Regina diz que essa foi a primeira vez que sofreu abuso sexual, mas não a última.

E relata que o mesmo homem retornou à sua casa em Ennerdale, na África do Sul, sob o pretexto de visitar seus pais, e a estuprou e agrediu sexualmente muitas outras vezes nos anos seguintes.

Ele não foi o único, ela disse à BBC. Regina diz que foi alvo de outros ataques – sexuais e não sexuais – ao longo dos anos.

A jovem de 34 anos diz que foi escolhida como alvo pelo agressor por ter nascido com albinismo, uma doença hereditária que afeta a produção de melanina, o pigmento que dá cor à pele.

Isso porque ele tinha a falsa crença de que estuprá-la o impediria de adoecer, explica Regina.

Esse é um dos muitos mitos perigosos que cercam o albinismo.

Agora, depois de anos lutando contra a depressão, a atriz sul-africana nascida na Zâmbia defende uma melhor compreensão das pessoas que vivem com a doença.

Apesar de só ter aprendido a ler e escrever há 10 anos, aos 24, ela já escreveu e protagonizou sua própria peça sobre o albinismo e a própria vida.

Mãe recente, ela quer garantir que outras pessoas não passem pelo que passou, combatendo os mitos que cercam a doença.

Algumas pessoas acreditam que a mecha de cabelo branco de um albino pode trazer boa sorte e riqueza, enquanto outros acreditam em equívocos mais perigosos – como o de que fazer sexo com uma pessoa com albinismo pode curar o HIV.

Desde o surto de covid-19, também surgiram falsos rumores de que também poderia oferecer cura para o coronavírus.

Sabe-se que pessoas com albinismo foram sequestradas e mortas por causa da crença equivocada de que partes de seus corpos possuem poderes mágicos.

© Handout - Regina diz que só conheceu os mitos que cercam o albinismo mais velha, mas que sempre sentiu ser diferente.

“Quando eu tinha cinco anos, todos os dias um grupo de crianças se reunia no portão, ao final do nosso jardim”, lembra ela.

Quando Regina se aproximava deles, pensando que queriam brincar, eles fugiam.

Ela pensou que era parte de uma brincadeira, até que um dia uma mulher entrou no quintal com a filha.

“A menina olhou para mim e começou a chorar”, conta. “Ela pensou que eu era um monstro e isso realmente me chateou.”

Regina também notou que seus colegas de escola cuspiam dentro de suas camisetas quando ela passava.
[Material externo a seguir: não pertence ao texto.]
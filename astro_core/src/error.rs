//! Error types for the astro_core library.

use std::io;
use std::path::PathBuf;

/// Result type alias using our Error type
pub type Result<T> = std::result::Result<T, Error>;

/// Core error type for astro_core operations
#[derive(Debug, thiserror::Error)]
pub enum Error {
    /// A user-supplied field failed to parse or validate
    #[error("Input error: {0}")]
    InputValidation(#[from] ValidationError),

    /// The store file could not be parsed and was moved aside
    #[error("Data file {path:?} was corrupted ({reason}); backup created at {backup:?}")]
    DataCorruption {
        path: PathBuf,
        backup: PathBuf,
        reason: String,
    },

    /// An operation needed an active user and none was selected
    #[error("No user selected. Please enter a name first.")]
    NoActiveUser,

    /// The nutrition service could not provide an answer
    #[error("Nutrition lookup unavailable: {0}")]
    LookupUnavailable(LookupFailure),

    /// The nutrition service answered with something we could not read
    #[error("Could not parse nutrition response: {0}")]
    LookupParse(String),

    /// IO error occurred
    #[error("IO error: {0}")]
    Io(#[from] io::Error),

    /// JSON serialization/deserialization error
    #[error("JSON error: {0}")]
    Json(#[from] serde_json::Error),

    /// CSV error
    #[error("CSV error: {0}")]
    Csv(#[from] csv::Error),

    /// TOML parsing error
    #[error("TOML error: {0}")]
    Toml(#[from] toml::de::Error),

    /// HTTP client construction error
    #[error("HTTP error: {0}")]
    Http(#[from] reqwest::Error),

    /// Configuration validation error
    #[error("Configuration error: {0}")]
    Config(String),
}

/// Reasons a single input field is rejected.
///
/// Every variant carries the user-facing field label so the message can be
/// shown as-is.
#[derive(Debug, Clone, PartialEq, thiserror::Error)]
pub enum ValidationError {
    #[error("{field} cannot be empty.")]
    Empty { field: &'static str },

    #[error("Invalid input for {field}: {value:?} is not a number.")]
    NotANumber { field: &'static str, value: String },

    #[error("{field} must be a positive number.")]
    NotPositive { field: &'static str },

    #[error("{field} must be zero or more.")]
    Negative { field: &'static str },

    #[error("Microgravity duration ({microgravity}) cannot exceed total duration ({duration}).")]
    MicrogravityExceedsDuration { microgravity: f64, duration: f64 },

    #[error("{field} is too large to calculate calories.")]
    OutOfRange { field: &'static str },

    #[error("Unknown exercise {0:?}. Use the catalog names or log it as \"Other\".")]
    UnknownExercise(String),

    #[error("Unknown {activity} speed {label:?}.")]
    UnknownSpeed { activity: String, label: String },

    #[error("Unknown activity {0:?}. Expected Walking or Jogging.")]
    UnknownActivity(String),

    #[error("Date format should be YYYY-MM-DD (got {0:?}).")]
    InvalidDate(String),

    #[error("Please enter a name.")]
    EmptyUserName,
}

/// Distinct ways the nutrition service can be unavailable
#[derive(Debug, Clone, PartialEq, Eq, thiserror::Error)]
pub enum LookupFailure {
    #[error("API usage limit has been reached. Please enter nutrition info manually.")]
    RateLimited,

    #[error("nutrition API keys are not set")]
    MissingCredentials,

    #[error("service returned HTTP {0}")]
    Status(u16),

    #[error("network failure: {0}")]
    Network(String),

    #[error("no food matched the query")]
    NoMatch,
}

impl From<LookupFailure> for Error {
    fn from(failure: LookupFailure) -> Self {
        Error::LookupUnavailable(failure)
    }
}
Mais tarde, descobriu que o gesto era supersticioso: eles pensavam que a atitude os protegeria contra a crença na maldição de ter um filho albino.

Regina teve dificuldades de acompanhar a escola devido a sua condição. Era difícil ver o quadro-negro com a visão reduzida (uma característica comum no albinismo) e ela só consegue enxergar a curta distância.

Quando ela reclamou, a professora disse que “nenhum arranjo especial” seria feito para ela.

Regina deixou a escola sem saber ler e escrever, o que significa que não conseguiu encontrar trabalho. Em 2013, no entanto, ela descobriu um audiolivro da Bíblia, que transformou sua vida.

“Eu costumava congelar quando via livros – eles me faziam sentir idiota e todo o meu mundo parava”, explica ela.

“Mas comecei a ouvir audiolivros e percebi que existe uma bela conexão entre sons e palavras - e o mundo se abriu para mim.”

Ela foi apresentada à atuação e, com a ajuda da organização The Young African Leaders Initiative, conseguiu escrever e interpretar sua peça solo chamada “Mary, My voice”.

“Quando eu era mais nova, não havia absolutamente nenhuma representação de pessoas albinas na tela”, diz ela. "Eu quero mudar isso".

Uma pessoa que esteve na plateia do espetáculo de Regina, inspirada pela peça, pagou para que ela recebesse a ajuda de um professor particular para começar a aprender o básico da leitura e da escrita.

“Ainda acho difícil ler e escrever, mas a questão é que não tenho tanto medo disso como antes”, explica ela.

Regina espera um dia poder ajudar nos deveres escolares de sua filha.

Por enquanto, porém, ela ainda está na névoa difusa da maternidade recente - aliviada depois de uma gravidez difícil.

“Olha para ela, olha como ela é linda”, diz, enquanto balbucia para seu bebê recém-nascido, uma menina chamada Bohlale Sabelo Isabel.

Bohlale não nasceu com albinismo, mas Regina diz que, se tivesse nascido, “teria ficado feliz”.

“É algo que aprendi a amar”, diz ela. “Ela é meu mundo todo e espero dar a ela as oportunidades que nunca tive.”